:: WHAT IS NEEDED ::
From the entries that follow, report every line in which "icon" occurs.

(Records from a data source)

use serde::{Deserialize, Serialize};

/// Общая обёртка JSON-ответов backend
#[derive(Debug, Clone, Serialize, Deserialize)]
pub struct ApiEnvelope<T> {
    #[serde(default)]
    pub success: bool,
    #[serde(default = "Option::default")]
    pub data: Option<T>,
    #[serde(default)]
    pub message: Option<ApiMessage>,
    #[serde(default)]
    pub pagination: Option<Pagination>,
}

impl<T> ApiEnvelope<T> {
    /// Текст ошибки для пользователя (или `fallback`, если сервер промолчал)
    pub fn error_text(&self, fallback: &str) -> String {
        self.message
            .as_ref()
            .map(|m| m.text())
            .filter(|t| !t.is_empty())
            .unwrap_or_else(|| fallback.to_string())
    }

    /// `data` успешного ответа или текст ошибки
    pub fn into_result(self, fallback: &str) -> Result<(T, Option<Pagination>), String> {
        if !self.success {
            return Err(self.error_text(fallback));
        }
        let text = self.error_text(fallback);
        match self.data {
            Some(data) => Ok((data, self.pagination)),
            None => Err(text),
        }
    }
}

/// Сообщение сервера: строка или объект `{icon, title, text}`
#[derive(Debug, Clone, PartialEq, Serialize, Deserialize)]
#[serde(untagged)]
pub enum ApiMessage {
    Text(String),
    Detailed {
        #[serde(default)]
        icon: Option<String>,
        #[serde(default)]
        title: Option<String>,
        #[serde(default)]
        text: Option<String>,
    },
}

impl ApiMessage {
    pub fn text(&self) -> String {
        match self {
            ApiMessage::Text(s) => s.clone(),
            ApiMessage::Detailed { text, title, .. } => text
                .clone()
                .or_else(|| title.clone())
                .unwrap_or_default(),
        }
    }

    pub fn title(&self) -> Option<&str> {
        match self {
            ApiMessage::Text(_) => None,
            ApiMessage::Detailed { title, .. } => title.as_deref(),
        }
    }
}

/// Серверная пагинация (страницы с 1)
#[derive(Debug, Clone, PartialEq, Eq, Serialize, Deserialize)]
pub struct Pagination {
    #[serde(default = "first_page")]
    pub page: u32,
    #[serde(default)]
    pub pages: u32,
    #[serde(default)]
    pub per_page: u32,
    #[serde(default)]
    pub total: u64,
    #[serde(default)]
    pub has_prev: bool,
    #[serde(default)]
    pub has_next: bool,
    #[serde(default)]
    pub prev_num: Option<u32>,
    #[serde(default)]
    pub next_num: Option<u32>,
}

fn first_page() -> u32 {
    1
}

impl Pagination {
    /// Пагинация по общему количеству записей
    pub fn new(page: u32, per_page: u32, total: u64) -> Self {
        let per_page = per_page.max(1);
        let pages = total.div_ceil(per_page as u64) as u32;
        let page = page.clamp(1, pages.max(1));
        Self {
            page,
            pages,
            per_page,
            total,
            has_prev: page > 1,
            has_next: page < pages,
            prev_num: (page > 1).then(|| page - 1),
            next_num: (page < pages).then(|| page + 1),
        }
    }

    /// Диапазон записей текущей страницы, 1-based, для подписи "1-10 de 57"
    pub fn shown_range(&self) -> (u64, u64) {
        if self.total == 0 {
            return (0, 0);
        }
        let start = (self.page.saturating_sub(1) as u64) * self.per_page as u64 + 1;
        let end = (start + self.per_page as u64 - 1).min(self.total);
        (start, end)
    }
}

/// Элемент ряда кнопок пагинации
#[derive(Debug, Clone, Copy, PartialEq, Eq)]
pub enum PageItem {
    Prev { target: u32, enabled: bool },
    Page { number: u32, current: bool },
    Gap,
    Next { target: u32, enabled: bool },
}

/// Текущая страница ±2, первая и последняя всегда доступны
pub fn page_window(p: &Pagination) -> Vec<PageItem> {
    if p.pages <= 1 {
        return Vec::new();
    }
    let page = p.page.clamp(1, p.pages);
    let mut items = vec![PageItem::Prev {
        target: p.prev_num.unwrap_or(page.saturating_sub(1).max(1)),
        enabled: p.has_prev,
    }];

    let start = page.saturating_sub(2).max(1);
    let end = (page + 2).min(p.pages);

    if start > 1 {
        items.push(PageItem::Page {
            number: 1,
            current: false,
        });
        if start > 2 {
            items.push(PageItem::Gap);
        }
    }
    for number in start..=end {
        items.push(PageItem::Page {
            number,
            current: number == page,
        });
    }
    if end < p.pages {
        if end + 1 < p.pages {
            items.push(PageItem::Gap);
        }
        items.push(PageItem::Page {
            number: p.pages,
            current: false,
        });
    }

    items.push(PageItem::Next {
        target: p.next_num.unwrap_or((page + 1).min(p.pages)),
        enabled: p.has_next,
    });
    items
}

/// Ответ эндпоинтов, возвращающих HTML-фрагмент
#[derive(Debug, Clone, Default, Serialize, Deserialize)]
pub struct StatusEnvelope {
    #[serde(default)]
    pub status: String,
    #[serde(default)]
    pub html: Option<String>,
    #[serde(default)]
    pub message: Option<String>,
    #[serde(default)]
    pub total_results: Option<u64>,
    #[serde(default)]
    pub search_term: Option<String>,
}

impl StatusEnvelope {
    pub fn is_success(&self) -> bool {
        self.status == "success"
    }
}

#[cfg(test)]
mod tests {
    use super::*;

    fn numbers(items: &[PageItem]) -> Vec<String> {
        items
            .iter()
            .map(|i| match i {
                PageItem::Prev { .. } => "<".to_string(),
                PageItem::Next { .. } => ">".to_string(),
                PageItem::Gap => "…".to_string(),
                PageItem::Page { number, current: true } => format!("[{}]", number),
                PageItem::Page { number, .. } => number.to_string(),
            })
            .collect()
    }

    #[test]
    fn test_page_window_middle() {
        let p = Pagination::new(6, 10, 120);
        assert_eq!(
            numbers(&page_window(&p)),
            vec!["<", "1", "…", "4", "5", "[6]", "7", "8", "…", "12", ">"]
        );
    }

    #[test]
    fn test_page_window_edges() {
        let first = Pagination::new(1, 10, 50);
        let items = page_window(&first);
        assert_eq!(numbers(&items), vec!["<", "[1]", "2", "3", "…", "5", ">"]);
        assert_eq!(items[0], PageItem::Prev { target: 1, enabled: false });

        let near_end = Pagination::new(4, 10, 50);
        assert_eq!(numbers(&page_window(&near_end)), vec!["<", "1", "2", "3", "[4]", "5", ">"]);
    }

    #[test]
    fn test_page_window_single_page() {
        assert!(page_window(&Pagination::new(1, 10, 7)).is_empty());
        assert!(page_window(&Pagination::new(1, 10, 0)).is_empty());
    }

    #[test]
    fn test_pagination_new() {
        let p = Pagination::new(3, 10, 25);
        assert_eq!(p.pages, 3);
        assert!(p.has_prev);
        assert!(!p.has_next);
        assert_eq!(p.shown_range(), (21, 25));
        assert_eq!(Pagination::new(99, 10, 25).page, 3);
    }

    #[test]
    fn test_envelope_message_shapes() {
        let plain: ApiEnvelope<Vec<u32>> =
            serde_json::from_str(r#"{"success": false, "message": "Ticket no encontrado"}"#).unwrap();
        assert_eq!(plain.error_text("x"), "Ticket no encontrado");

        let detailed: ApiEnvelope<Vec<u32>> = serde_json::from_str(
            r#"{"success": false, "message": {"icon": "error", "title": "Error", "text": "Sin permisos"}}"#,
        )
        .unwrap();
        assert_eq!(detailed.error_text("x"), "Sin permisos");
        assert_eq!(detailed.message.as_ref().and_then(|m| m.title()), Some("Error"));

        let ok: ApiEnvelope<Vec<u32>> =
            serde_json::from_str(r#"{"success": true, "data": [1, 2]}"#).unwrap();
        let (data, pagination) = ok.into_result("x").unwrap();
        assert_eq!(data, vec![1, 2]);
        assert!(pagination.is_none());
    }

    #[test]
    fn test_status_envelope() {
        let env: StatusEnvelope = serde_json::from_str(
            r#"{"status": "success", "html": "<tr></tr>", "total_results": 3, "search_term": "abc"}"#,
        )
        .unwrap();
        assert!(env.is_success());
        assert_eq!(env.total_results, Some(3));
    }
}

:: RESPONSE AREA ::
/// Сообщение сервера: строка или объект `{icon, title, text}`
        icon: Option<String>,
            r#"{"success": false, "message": {"icon": "error", "title": "Error", "text": "Sin permisos"}}"#,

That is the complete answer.